When planning interventions, attention must be paid to the complex interplay of knowledge, attitudes and behaviour on the part of prescribers and patients and to the contextual influences emanating from specific health-care settings and communities. Two assumptions underlie ASU interventions: that the rational use of medicines is a behavioural issue,34 and that multifaceted, multilevel interventions are essential.35 Bottom-up approaches at the individual and organizational levels are essential for modifying behaviour; top-down, policy-level approaches and social measures are also needed, on the other hand, to sustain behaviour change.

Phase 1

To assess the effectiveness of the multifaceted interventions implemented in phase 1 to facilitate behaviour change (Table 1), we used a quasi-experimental pre-post design plus a control group. The ASU project was piloted in 10 district hospitals and 87 primary health centres in Saraburi, a medium-sized province with a population of 0.6 million that is located in central Thailand, 200 km from Bangkok. It has typical health-care delivery services, similar to those in other provinces. Its provincial health office was willing to participate in this project and able to facilitate ASU implementation and data collection. Phra Nakhon Si Ayutthaya, a neighbouring province with similar geography, population and health-care delivery system, was purposively selected as the control group.

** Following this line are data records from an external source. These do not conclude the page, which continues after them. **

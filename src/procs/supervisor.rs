// Copyright 2019-2020 Benjamin Fry <benjaminfry@me.com>
//
// Licensed under the Apache License, Version 2.0, <LICENSE-APACHE or
// http://apache.org/licenses/LICENSE-2.0> or the MIT license <LICENSE-MIT or
// http://opensource.org/licenses/MIT>, at your option. This file may not be
// copied, modified, or distributed except according to those terms.

use std::convert::Infallible;
use std::fmt;
use std::sync::Arc;
use std::time::Duration;

use futures::future;
use futures::stream::{FuturesUnordered, StreamExt};
use nix::sys::signal::Signal;
use tokio::time::timeout;
use tracing::{debug, info, warn};

use crate::config::Discovery;
use crate::procs::{attach, LaunchFailure, Launcher, LineSink, WorkerHandle, WorkerState};
use crate::Error;

pub const DEFAULT_DRAIN_GRACE: Duration = Duration::from_secs(5);

#[derive(Clone, Copy, Debug, PartialEq, Eq)]
pub enum SupervisorState {
    Idle,
    Discovering,
    Launching,
    /// Number of workers successfully launched
    Running(usize),
    Draining,
    /// All workers are gone, nothing left to do but stay alive
    Held,
}

impl fmt::Display for SupervisorState {
    fn fmt(&self, f: &mut fmt::Formatter<'_>) -> fmt::Result {
        match *self {
            SupervisorState::Idle => f.write_str("idle"),
            SupervisorState::Discovering => f.write_str("discovering"),
            SupervisorState::Launching => f.write_str("launching"),
            SupervisorState::Running(k) => write!(f, "running({})", k),
            SupervisorState::Draining => f.write_str("draining"),
            SupervisorState::Held => f.write_str("held"),
        }
    }
}

/// Final state of one launched worker
#[derive(Clone, Debug, PartialEq, Eq)]
pub struct WorkerExit {
    pub label: String,
    pub state: WorkerState,
}

impl WorkerExit {
    pub fn code(&self) -> Option<i32> {
        self.state.code()
    }

    pub fn success(&self) -> bool {
        self.state.success()
    }
}

/// Everything that happened during one run
#[derive(Debug, Default)]
pub struct RunOutcome {
    discovered: usize,
    launched: usize,
    exits: Vec<WorkerExit>,
    failures: Vec<LaunchFailure>,
}

impl RunOutcome {
    pub fn discovered(&self) -> usize {
        self.discovered
    }

    pub fn launched(&self) -> usize {
        self.launched
    }

    /// Exits ordered by label
    pub fn exits(&self) -> &[WorkerExit] {
        &self.exits
    }

    pub fn exit_codes(&self) -> Vec<(&str, Option<i32>)> {
        self.exits
            .iter()
            .map(|exit| (exit.label.as_str(), exit.code()))
            .collect()
    }

    pub fn failures(&self) -> &[LaunchFailure] {
        &self.failures
    }

    pub fn any_launch_failed(&self) -> bool {
        !self.failures.is_empty()
    }

    /// The closing log line of a run, none if nothing was discovered
    pub fn summary(&self) -> Option<String> {
        if self.discovered == 0 {
            return None;
        }

        let failed = self.exits.iter().filter(|exit| !exit.success()).count();
        Some(format!(
            "All bots have exited: {} clean, {} failed, {} never started",
            self.launched - failed,
            failed,
            self.failures.len()
        ))
    }
}

/// Launch and monitor a fleet of workers
///
/// Rules:
///   - one worker per discovered configuration, launched exactly once
///   - a worker that fails to start, crashes or exits never affects its siblings
///   - never restarts workers
///   - once every worker is gone, holds forever; teardown is left to whoever started us
pub struct Supervisor {
    discovery: Discovery,
    launcher: Launcher,
    sink: Arc<dyn LineSink>,
    drain_grace: Duration,
    state: SupervisorState,
    workers: Vec<WorkerHandle>,
}

impl Supervisor {
    pub fn new(discovery: Discovery, launcher: Launcher, sink: Arc<dyn LineSink>) -> Self {
        Self {
            discovery,
            launcher,
            sink,
            drain_grace: DEFAULT_DRAIN_GRACE,
            state: SupervisorState::Idle,
            workers: Vec::new(),
        }
    }

    /// How long a worker's output may stay open after the worker itself exited
    pub fn with_drain_grace(mut self, grace: Duration) -> Self {
        self.drain_grace = grace;
        self
    }

    pub fn state(&self) -> SupervisorState {
        self.state
    }

    pub fn workers(&self) -> &[WorkerHandle] {
        &self.workers
    }

    fn transition(&mut self, state: SupervisorState) {
        debug!("supervisor {} -> {}", self.state, state);
        self.state = state;
    }

    /// Discover, launch and wait for every worker.
    ///
    /// Returns once all launched workers have terminated, with the supervisor `Held`. The only
    /// error is a failed discovery, in which case nothing was launched.
    pub async fn run(&mut self) -> Result<RunOutcome, Error> {
        if self.state != SupervisorState::Idle {
            return Err(Error::from("a supervisor only runs once"));
        }

        self.transition(SupervisorState::Discovering);
        let units = self.discovery.discover()?;

        self.transition(SupervisorState::Launching);
        let mut outcome = RunOutcome {
            discovered: units.len(),
            ..RunOutcome::default()
        };

        for unit in units {
            info!("Starting bot with config {}", unit.path().display());

            let mut worker = match self.launcher.launch(&unit) {
                Ok(worker) => worker,
                Err(failure) => {
                    warn!("{}", failure);
                    outcome.failures.push(failure);
                    continue;
                }
            };

            if let Err(e) = attach(&mut worker, Arc::clone(&self.sink)) {
                warn!("{}: output not captured: {}", worker.label(), e);
            }
            self.workers.push(worker);
        }

        outcome.launched = self.workers.len();
        self.transition(SupervisorState::Running(outcome.launched));

        if outcome.discovered == 0 {
            let dirs = self
                .discovery
                .dirs()
                .iter()
                .map(|d| d.display().to_string())
                .collect::<Vec<_>>()
                .join(", ");
            info!("No configuration files found in {}, nothing to supervise", dirs);
        } else {
            info!(
                "Started {} bot(s), {} failed to start",
                outcome.launched,
                outcome.failures.len()
            );
        }

        self.transition(SupervisorState::Draining);
        outcome.exits = self.drain().await;

        if let Some(summary) = outcome.summary() {
            info!("{}", summary);
            for exit in &outcome.exits {
                info!("  {}: {}", exit.label, exit.state);
            }
        }

        self.transition(SupervisorState::Held);
        Ok(outcome)
    }

    /// Wait for every worker concurrently, recording each exit as it happens
    async fn drain(&mut self) -> Vec<WorkerExit> {
        let grace = self.drain_grace;
        let mut pending = self
            .workers
            .iter_mut()
            .map(|worker| async move {
                let state = worker.wait(grace).await;
                WorkerExit {
                    label: worker.label().to_string(),
                    state,
                }
            })
            .collect::<FuturesUnordered<_>>();

        let mut exits = Vec::with_capacity(pending.len());
        while let Some(exit) = pending.next().await {
            if exit.success() {
                info!("Bot {} {}", exit.label, exit.state);
            } else {
                warn!("Bot {} {}", exit.label, exit.state);
            }
            exits.push(exit);
        }

        exits.sort_by(|a, b| a.label.cmp(&b.label));
        exits
    }

    /// The terminal state, this never completes
    pub async fn hold(&self) -> Infallible {
        debug!("holding in state {}", self.state);
        future::pending().await
    }

    /// Forward a termination request to every live worker and wait up to the drain grace for them
    /// to exit. Anything still running after that is killed when the supervisor is dropped.
    pub async fn shutdown(&mut self) {
        for worker in &self.workers {
            if let Err(e) = worker.signal(Signal::SIGTERM) {
                warn!("{}: failed to signal: {}", worker.label(), e);
            }
        }

        let grace = self.drain_grace;
        let waits = self
            .workers
            .iter_mut()
            .filter(|worker| !worker.state().is_terminal())
            .map(|worker| worker.wait(grace));

        if timeout(grace, future::join_all(waits)).await.is_err() {
            warn!("bots still running after {:?}, killing", grace);
        }
    }
}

On-site training for health professionals consisting of half-day sessions was conducted in the 10 district hospitals. The training focused on educating prescribers and making them feel confident enough to not prescribe antibiotics. Successful experiences were shared during sessions.36

Educational materials were given to health professionals for display or distribution to patients, along with instructions on their proper use. Health-care workers were told, for example, to display posters or play DVDs in waiting areas and to distribute brochures to patients during consultations. They were also given ASU treatment guidelines for URIs, diarrhoea and simple wounds, posters showing diagnosis and treatment algorithms, and diagnostic tools such as white light illuminators for throat examination. Hospitals received seed money for project implementation and evaluation.

Intervention effectiveness was assessed in terms of four indicators: a reduction in antibiotic prescription rates; improved knowledge and attitudes on the part of prescribers; percentage of patients with the targeted conditions who were not prescribed antibiotics (since they did not need them), and patients’ perceived health and satisfaction with the treatment outcome. The pilot phase aimed to reduce antibiotic prescriptions by at least 10%; to increase by at least 10% the number of patient–provider encounters not resulting in the prescription of an antibiotic; and to attain relief of symptoms or full recovery, as well as satisfaction with treatment outcome, in at least 70% of targeted patients.

Phase 2

In phase 2, the focus was on scaling up effective interventions for promoting the rational use of medicines.21,37-39 Although in 2004 and 2011 the International Conference on Improving Use of Medicines emphasized the need to scale up successful interventions and move from small-scale research projects to large-scale programmes having broad public health impact,38,40 little was known about effective and practical ways to scale up such interventions. Phase 2 of ASU tested the feasibility of scaling up the programme with an ongoing focus on sustainability.41 In this phase, ASU expanded to cover 44 hospitals and 621 primary health centres in three provinces (one large, one medium, one small) as well as two hospital networks – a public network in the south of the country and a private one in Bangkok.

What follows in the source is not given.